COOKEVILLE –Spend a few minutes with Tennessee Tech faculty members Susan and Frank “Doc” Wells and you can understand why their marriage has lasted almost 32 years.
They teach together, laugh together and cherish the time they have together.
“I married my best friend,” said Doc. “We each love each other more than we love ourselves.”
“If you laugh every day and you care more about the other one than you do yourself, marriage is going to be easy,” added Susan.
The Wells’ tenure at Tech has lasted almost as long as their marriage. After meeting at Louisiana State University Shreveport, Doc inquired about a job at Tech in 1988.
“I came up here and interviewed without her,” said Doc. “I called her, and I said ‘if they give us enough money we are coming because I love this place. I have found Mayberry.’”
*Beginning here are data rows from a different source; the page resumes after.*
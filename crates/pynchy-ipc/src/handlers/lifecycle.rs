//! Session lifecycle handlers: `reset_context` and `finished_work`.

use std::sync::Arc;

use serde_json::Value;
use tracing::{info, warn};

use crate::deps::IpcDeps;
use crate::write::{error_response, ipc_response_path, write_ipc_response};

fn respond(deps: &Arc<IpcDeps>, group: &str, data: &Value, body: Value) {
    if let Some(request_id) = data.get("request_id").and_then(|v| v.as_str()) {
        let path = ipc_response_path(&deps.config.ipc_root(), group, request_id);
        if let Err(e) = write_ipc_response(&path, &body) {
            warn!(group, request_id, error = %e, "failed to write IPC response");
        }
    }
}

/// `reset_context` — forget the agent session and hide prior chat history
/// so the next invocation starts clean.
pub async fn handle_reset_context(
    data: Value,
    source_group: String,
    _is_admin: bool,
    deps: Arc<IpcDeps>,
) {
    if let Err(e) = deps.store.clear_session(&source_group) {
        respond(&deps, &source_group, &data, error_response(format!("{e}")));
        return;
    }
    if let Some(jid) = deps.resolve_chat_jid(&source_group) {
        if let Err(e) = deps.store.clear_chat(&jid) {
            warn!(group = %source_group, error = %e, "failed to set cleared_at");
        }
    }
    info!(group = %source_group, "context reset");
    respond(&deps, &source_group, &data, serde_json::json!({ "ok": true }));
}

/// `finished_work` — the agent declares the current run complete; the host
/// winds the container down instead of waiting for the idle timer.
pub async fn handle_finished_work(
    data: Value,
    source_group: String,
    _is_admin: bool,
    deps: Arc<IpcDeps>,
) {
    respond(&deps, &source_group, &data, serde_json::json!({ "ok": true }));
    deps.containers.request_close(&source_group).await;
    info!(group = %source_group, "finished_work — container close requested");
}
Doc accepted a position in Tech’s School of Business where he has taught for nearly 31 years. Susan joined Doc in Cookeville, finishing up her undergraduate degree at Tech in 1993 and adding a master’s degree in 1995 before joining the College of Business as an adjunct faculty member. As a student, Susan had Doc as an instructor. He was anything but easy when it came to academics.
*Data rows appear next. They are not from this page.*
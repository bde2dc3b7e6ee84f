use rusqlite::params;

use crate::{Result, Store};

/// One row in the taint-audit log.
#[derive(Debug, Clone)]
pub struct SecurityEvent {
    pub chat_jid: String,
    pub workspace: String,
    pub tool_name: String,
    /// e.g. `allow`, `deny`, `approval_requested`, `approved_by_user`,
    /// `denied_by_user`, `approval_expired`, `admin_denied`.
    pub decision: String,
    pub corruption_tainted: bool,
    pub secret_tainted: bool,
    pub reason: Option<String>,
    pub request_id: Option<String>,
}

impl Store {
    pub fn record_security_event(&self, event: &SecurityEvent) -> Result<()> {
        let conn = self.lock();
        conn.execute(
            "INSERT INTO security_audit
             (timestamp, chat_jid, workspace, tool_name, decision,
              corruption_tainted, secret_tainted, reason, request_id)
             VALUES (?1,?2,?3,?4,?5,?6,?7,?8,?9)",
            params![
                pynchy_core::util::now_iso(),
                event.chat_jid,
                event.workspace,
                event.tool_name,
                event.decision,
                event.corruption_tainted as i64,
                event.secret_tainted as i64,
                event.reason,
                event.request_id,
            ],
        )?;
        Ok(())
    }

    /// Recent audit decisions for a workspace, newest first.
    pub fn recent_security_events(&self, workspace: &str, limit: usize) -> Result<Vec<String>> {
        let conn = self.lock();
        let mut stmt = conn.prepare_cached(
            "SELECT timestamp || ' ' || tool_name || ' ' || decision
             FROM security_audit WHERE workspace = ?1
             ORDER BY timestamp DESC LIMIT ?2",
        )?;
        let rows = stmt.query_map(params![workspace, limit as i64], |row| {
            row.get::<_, String>(0)
        })?;
        Ok(rows.filter_map(|r| r.ok()).collect())
    }
}
//! File-based IPC between host and containers: atomic wire format, typed
//! handler registry (exact types + prefix families), the filesystem
//! watcher that feeds it, and the approval-decision processor.

pub mod decisions;
pub mod deps;
pub mod handlers;
pub mod protocol;
pub mod registry;
pub mod watcher;
pub mod write;

pub use deps::{Broadcaster, ContainerControl, IpcDeps, ServiceRouter, WorktreeOps};
pub use registry::{Handler, HandlerRegistry};
pub use watcher::IpcWatcher;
“He was harder on me than he was everyone else,” said Susan. “He said, ‘I expect more of you.’”
“I didn’t want any perception of favoritism,” Doc added.
Doc is currently a professor of decision sciences and management in the College of Business, teaching computer forensics and investigations along with a capstone class. Susan is an instructor in decision sciences and management, teaching management and IT classes while also serving as the director of Tennessee’s Governor’s School for Business Innovation and Technology. Doc and Susan also team up to teach a class in the summer centered on current legal issues and management in IT. They have offices next to each other in Johnson Hall.
“I have friends that meet us all the time and say, ‘you live together, you ride together, your offices are side by side?’ I say ‘yep, I wouldn’t have it any other way,’” said Susan.
Besides working together at Tech, the Wells also have a computer forensics business together. Needless to say, conversations at home can be dominated by school and work.
“We made a rule a long time ago that after a certain time a day, we don’t talk business or school,” said Susan. “That’s just our rule and it has worked out really well.”
Besides teaching and working on their business, the Wells enjoy watching sports, traveling and spending time with their daughter, Whitney, a Tech alumna who serves as a career counselor at Southern Methodist University.
“Anyone who knows her and then meets us can understand why she is the way she is,” said Susan. “My daughter will tell people that she is our only biological child but that her parents have had a house full of adopted kids over her lifetime.”
Those “adopted” kids are Tech students Doc and Susan have taught over the years. With an M&M dispenser, snack basket, Tide pens and a sewing kit, the Wells welcome their students with open arms.
“We love our students. I can’t tell you how much we care about them,” said Doc. “If you give these kids half a chance, they will surprise you on how good they will do.”
But as well as they get along with their students, Doc and Susan get along even better as a couple.
“We respect each other’s opinion,” said Doc.
“We really do,” added Susan. “We have learned that there is nothing we can argue over that means more to us than our relationship. That’s what we always go back to.”
If there is a lesson to be learned as far as marriage goes, they both agree that laughter is a vital key to a relationship’s success.
“Our house is like a situation comedy,” said Doc. “We laugh all the time. That’s the secret to it. We have so much fun together. We don’t do anything that’s not fun.”
“From cooking a meal to riding to school together, one of us is going to do something to make the other one laugh,” added Susan. “Don’t take yourself too seriously. Laugh every day. Care more about the other one than you do yourself.”